Unnamed: 0,image_id,label,npy_image_id
0,1000015157.jpg,0,1000015157.npy
1,1000201771.jpg,3,1000201771.npy
2,100042118.jpg,1,100042118.npy
3,1000723321.jpg,1,1000723321.npy
4,1000812911.jpg,3,1000812911.npy


## CV2 Dataset class 

In [3]:
class cv2_CassavaDataset(Dataset):
    
    def __init__(self, df, transforms=None):
        self.df = df
        self.transforms=transforms
        
    def __len__(self):
        return self.df.shape[0]
    
    def __getitem__(self, idx):        
        image_src = f'{RAW_IMAGE_FOLDER}/{self.df.loc[idx, "image_id"]}'
        image = cv2.imread(image_src, cv2.IMREAD_COLOR)
        image = cv2.cvtColor(image, cv2.COLOR_BGR2RGB)
        
        # ground truth label
        labels = self.df.loc[idx, "label"]
        
        if self.transforms:
            transformed = self.transforms(image=image)
            image = transformed['image']

        return image, labels

In [11]:
train_dataset = cv2_CassavaDataset(df=train_df, transforms = None)
train_dataloader = DataLoader(train_dataset, batch_size=32, num_workers=4, shuffle=True)
print(f'Len of train_dataloader is {len(train_dataloader)}')

Len of train_dataloader is 669


In [12]:
%%time 
for index, batch in enumerate(train_dataloader):
    image, label = batch[0], batch[1]
    #if index % 100 == 0:
    #    print(f'{index} iterations read')

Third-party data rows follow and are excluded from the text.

//! Recognition dispatcher: bounded queue plus a fixed worker pool.
//!
//! `submit` is fire-and-forget. When the queue is full the newest segment
//! is dropped and a warning logged; audio capture must never stall waiting
//! for recognition capacity. Failed or empty recognitions are dropped
//! silently, never retried.

use std::collections::VecDeque;
use std::sync::{Arc, Mutex};
use std::time::Instant;

use super::{BackendSet, RecognitionResult};
use crate::audio::AudioSegment;
use crate::config::SharedConfig;
use crate::pipeline::pool::WorkerPool;

/// Segments waiting for recognition beyond this are dropped
pub const QUEUE_CAPACITY: usize = 10;

const WORKER_THREADS: usize = 3;

/// Rolling window of per-segment processing times
const TIMING_WINDOW: usize = 20;

/// Called from worker threads with each non-empty recognition result.
pub type ResultHandler = Arc<dyn Fn(RecognitionResult) + Send + Sync>;

pub struct RecognitionDispatcher {
    pool: WorkerPool,
    backends: Arc<BackendSet>,
    config: SharedConfig,
    handler: ResultHandler,
    timings: Arc<Mutex<VecDeque<f64>>>,
}

impl RecognitionDispatcher {
    pub fn new(config: SharedConfig, backends: BackendSet, handler: ResultHandler) -> Self {
        Self {
            pool: WorkerPool::new("recognition", WORKER_THREADS, Some(QUEUE_CAPACITY)),
            backends: Arc::new(backends),
            config,
            handler,
            timings: Arc::new(Mutex::new(VecDeque::with_capacity(TIMING_WINDOW))),
        }
    }

    /// Fire-and-forget. Returns `false` when the segment was dropped.
    pub fn submit(&self, segment: AudioSegment) -> bool {
        let backends = self.backends.clone();
        let config = self.config.clone();
        let handler = self.handler.clone();
        let timings = self.timings.clone();

        let accepted = self.pool.submit(move || {
            process_segment(segment, &backends, &config, &handler, &timings);
        });
        if !accepted {
            log::warn!("recognition queue full, dropping segment");
        }
        accepted
    }

    pub fn queue_depth(&self) -> usize {
        self.pool.depth()
    }

    pub fn dropped_segments(&self) -> u64 {
        self.pool.dropped()
    }

    /// Mean of the last 20 per-segment processing times, in milliseconds.
    pub fn avg_processing_ms(&self) -> f64 {
        let timings = self.timings.lock().unwrap();
        if timings.is_empty() {
            return 0.0;
        }
        timings.iter().sum::<f64>() / timings.len() as f64
    }

    /// Stop accepting segments; in-flight recognitions finish.
    pub fn shutdown(&self) {
        self.pool.shutdown();
    }
}

fn process_segment(
    segment: AudioSegment,
    backends: &BackendSet,
    config: &SharedConfig,
    handler: &ResultHandler,
    timings: &Mutex<VecDeque<f64>>,
) {
    let start = Instant::now();

    // Backend choice is read at processing time, not capture time
    let engine = { config.lock().unwrap().recognition_engine };

    let result = match backends.get(engine) {
        Some(backend) => match backend.recognize(&segment) {
            Ok(result) => result,
            Err(e) => {
                log::warn!("recognition failed ({}): {:#}", engine, e);
                RecognitionResult::empty()
            }
        },
        None => {
            log::warn!("no backend configured for engine '{}'", engine);
            RecognitionResult::empty()
        }
    };

    {
        let mut timings = timings.lock().unwrap();
        if timings.len() >= TIMING_WINDOW {
            timings.pop_front();
        }
        timings.push_back(start.elapsed().as_secs_f64() * 1000.0);
    }

    if !result.is_empty() {
        handler(result);
    }
}

#[cfg(test)]
mod tests {
    use super::*;
    use crate::config::Config;
    use crate::recognition::Recognizer;
    use anyhow::Result;
    use std::sync::atomic::{AtomicUsize, Ordering};
    use std::sync::Condvar;
    use std::time::Duration;

    struct FixedRecognizer {
        text: &'static str,
        calls: AtomicUsize,
    }

    impl Recognizer for FixedRecognizer {
        fn recognize(&self, _segment: &AudioSegment) -> Result<RecognitionResult> {
            self.calls.fetch_add(1, Ordering::SeqCst);
            Ok(RecognitionResult {
                text: self.text.to_string(),
                confidence: 0.95,
            })
        }
    }

    struct FailingRecognizer;
    impl Recognizer for FailingRecognizer {
        fn recognize(&self, _segment: &AudioSegment) -> Result<RecognitionResult> {
            anyhow::bail!("backend down")
        }
    }

    fn segment() -> AudioSegment {
        AudioSegment::new(vec![0.1; 1600], 16_000)
    }

    fn shared_config() -> SharedConfig {
        Arc::new(Mutex::new(Config::default()))
    }

    #[test]
    fn results_reach_the_handler() {
        let recognizer = Arc::new(FixedRecognizer {
            text: "hello there",
            calls: AtomicUsize::new(0),
        });
        let (tx, rx) = std::sync::mpsc::channel();
        let handler: ResultHandler = Arc::new(move |result| {
            tx.send(result).unwrap();
        });
        let dispatcher = RecognitionDispatcher::new(
            shared_config(),
            BackendSet::uniform(recognizer),
            handler,
        );

        assert!(dispatcher.submit(segment()));
        let result = rx.recv_timeout(Duration::from_secs(2)).unwrap();
        assert_eq!(result.text, "hello there");
        assert!((result.confidence - 0.95).abs() < f32::EPSILON);
    }

    #[test]
    fn failed_recognition_is_dropped_silently() {
        let (tx, rx) = std::sync::mpsc::channel::<RecognitionResult>();
        let handler: ResultHandler = Arc::new(move |result| {
            tx.send(result).unwrap();
        });
        let dispatcher = RecognitionDispatcher::new(
            shared_config(),
            BackendSet::uniform(Arc::new(FailingRecognizer)),
            handler,
        );

        assert!(dispatcher.submit(segment()));
        assert!(rx.recv_timeout(Duration::from_millis(500)).is_err());
        // The failed segment still counts toward the timing window
        assert!(dispatcher.avg_processing_ms() >= 0.0);
    }

    #[test]
    fn backpressure_drops_instead_of_blocking() {
        // Recognizer that parks until released, pinning all three workers
        struct Parked {
            gate: Arc<(Mutex<bool>, Condvar)>,
            processed: Arc<AtomicUsize>,
        }
        impl Recognizer for Parked {
            fn recognize(&self, _segment: &AudioSegment) -> Result<RecognitionResult> {
                let (lock, cvar) = &*self.gate;
                let mut open = lock.lock().unwrap();
                while !*open {
                    open = cvar.wait(open).unwrap();
                }
                self.processed.fetch_add(1, Ordering::SeqCst);
                Ok(RecognitionResult::empty())
            }
        }

        let gate = Arc::new((Mutex::new(false), Condvar::new()));
        let processed = Arc::new(AtomicUsize::new(0));
        let recognizer = Arc::new(Parked {
            gate: gate.clone(),
            processed: processed.clone(),
        });
        let handler: ResultHandler = Arc::new(|_| {});
        let dispatcher = RecognitionDispatcher::new(
            shared_config(),
            BackendSet::uniform(recognizer),
            handler,
        );

        // Let the workers pick up their first segments
        for _ in 0..3 {
            dispatcher.submit(segment());
        }
        std::thread::sleep(Duration::from_millis(100));

        let start = Instant::now();
        let mut accepted = 0;
        for _ in 0..30 {
            if dispatcher.submit(segment()) {
                accepted += 1;
            }
        }
        assert!(
            start.elapsed() < Duration::from_millis(200),
            "submit must return immediately"
        );
        // Only the queue capacity is accepted beyond the in-flight three
        assert_eq!(accepted, QUEUE_CAPACITY);
        assert_eq!(dispatcher.dropped_segments(), 30 - QUEUE_CAPACITY as u64);

        // Release the workers and verify nothing beyond capacity + in-flight ran
        {
            let (lock, cvar) = &*gate;
            *lock.lock().unwrap() = true;
            cvar.notify_all();
        }
        let deadline = Instant::now() + Duration::from_secs(2);
        while dispatcher.queue_depth() > 0 && Instant::now() < deadline {
            std::thread::sleep(Duration::from_millis(10));
        }
        std::thread::sleep(Duration::from_millis(100));
        assert!(processed.load(Ordering::SeqCst) <= 3 + QUEUE_CAPACITY);
    }

    #[test]
    fn engine_switch_applies_to_next_segment() {
        use crate::recognition::RecognitionEngine;

        let cloud = Arc::new(FixedRecognizer {
            text: "from cloud",
            calls: AtomicUsize::new(0),
        });
        let neural = Arc::new(FixedRecognizer {
            text: "from neural",
            calls: AtomicUsize::new(0),
        });
        let backends = BackendSet {
            cloud: Some(cloud.clone()),
            acoustic: None,
            neural: Some(neural.clone()),
        };

        let (tx, rx) = std::sync::mpsc::channel();
        let handler: ResultHandler = Arc::new(move |result| {
            tx.send(result).unwrap();
        });
        let config = shared_config();
        let dispatcher = RecognitionDispatcher::new(config.clone(), backends, handler);

        dispatcher.submit(segment());
        let first = rx.recv_timeout(Duration::from_secs(2)).unwrap();
        assert_eq!(first.text, "from cloud");

        config.lock().unwrap().recognition_engine = RecognitionEngine::NeuralTranscription;
        dispatcher.submit(segment());
        let second = rx.recv_timeout(Duration::from_secs(2)).unwrap();
        assert_eq!(second.text, "from neural");
    }
}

CPU times: user 496 ms, sys: 2.54 s, total: 3.03 s
Wall time: 1min 25s


## npy Dataset class 

In [6]:
class npy_CassavaDataset(Dataset):
    
    def __init__(self, df, transforms=None):
        self.df = df
        self.transforms=transforms
        
    def __len__(self):
        return self.df.shape[0]
    
    def __getitem__(self, idx):  
        image = np.load(f'{NPY_FOLDER}/{self.df.loc[idx, "npy_image_id"]}')
        
        # ground truth label
        labels = self.df.loc[idx, "label"]
        
        if self.transforms:
            transformed = self.transforms(image=image)
            image = transformed['image']

        return image, labels

In [9]:
train_dataset = npy_CassavaDataset(df=train_df, transforms = None)
train_dataloader = DataLoader(train_dataset, batch_size=64, num_workers=4, shuffle=True)
print(f'Len of train_dataloader is {len(train_dataloader)}')

Len of train_dataloader is 335


In [10]:
%%time 
for index, batch in enumerate(train_dataloader):
    image, label = batch[0], batch[1]
    #if index % 100 == 0:
    #    print(f'{index} iterations read')

CPU times: user 333 ms, sys: 2.59 s, total: 2.93 s
Wall time: 1min 11s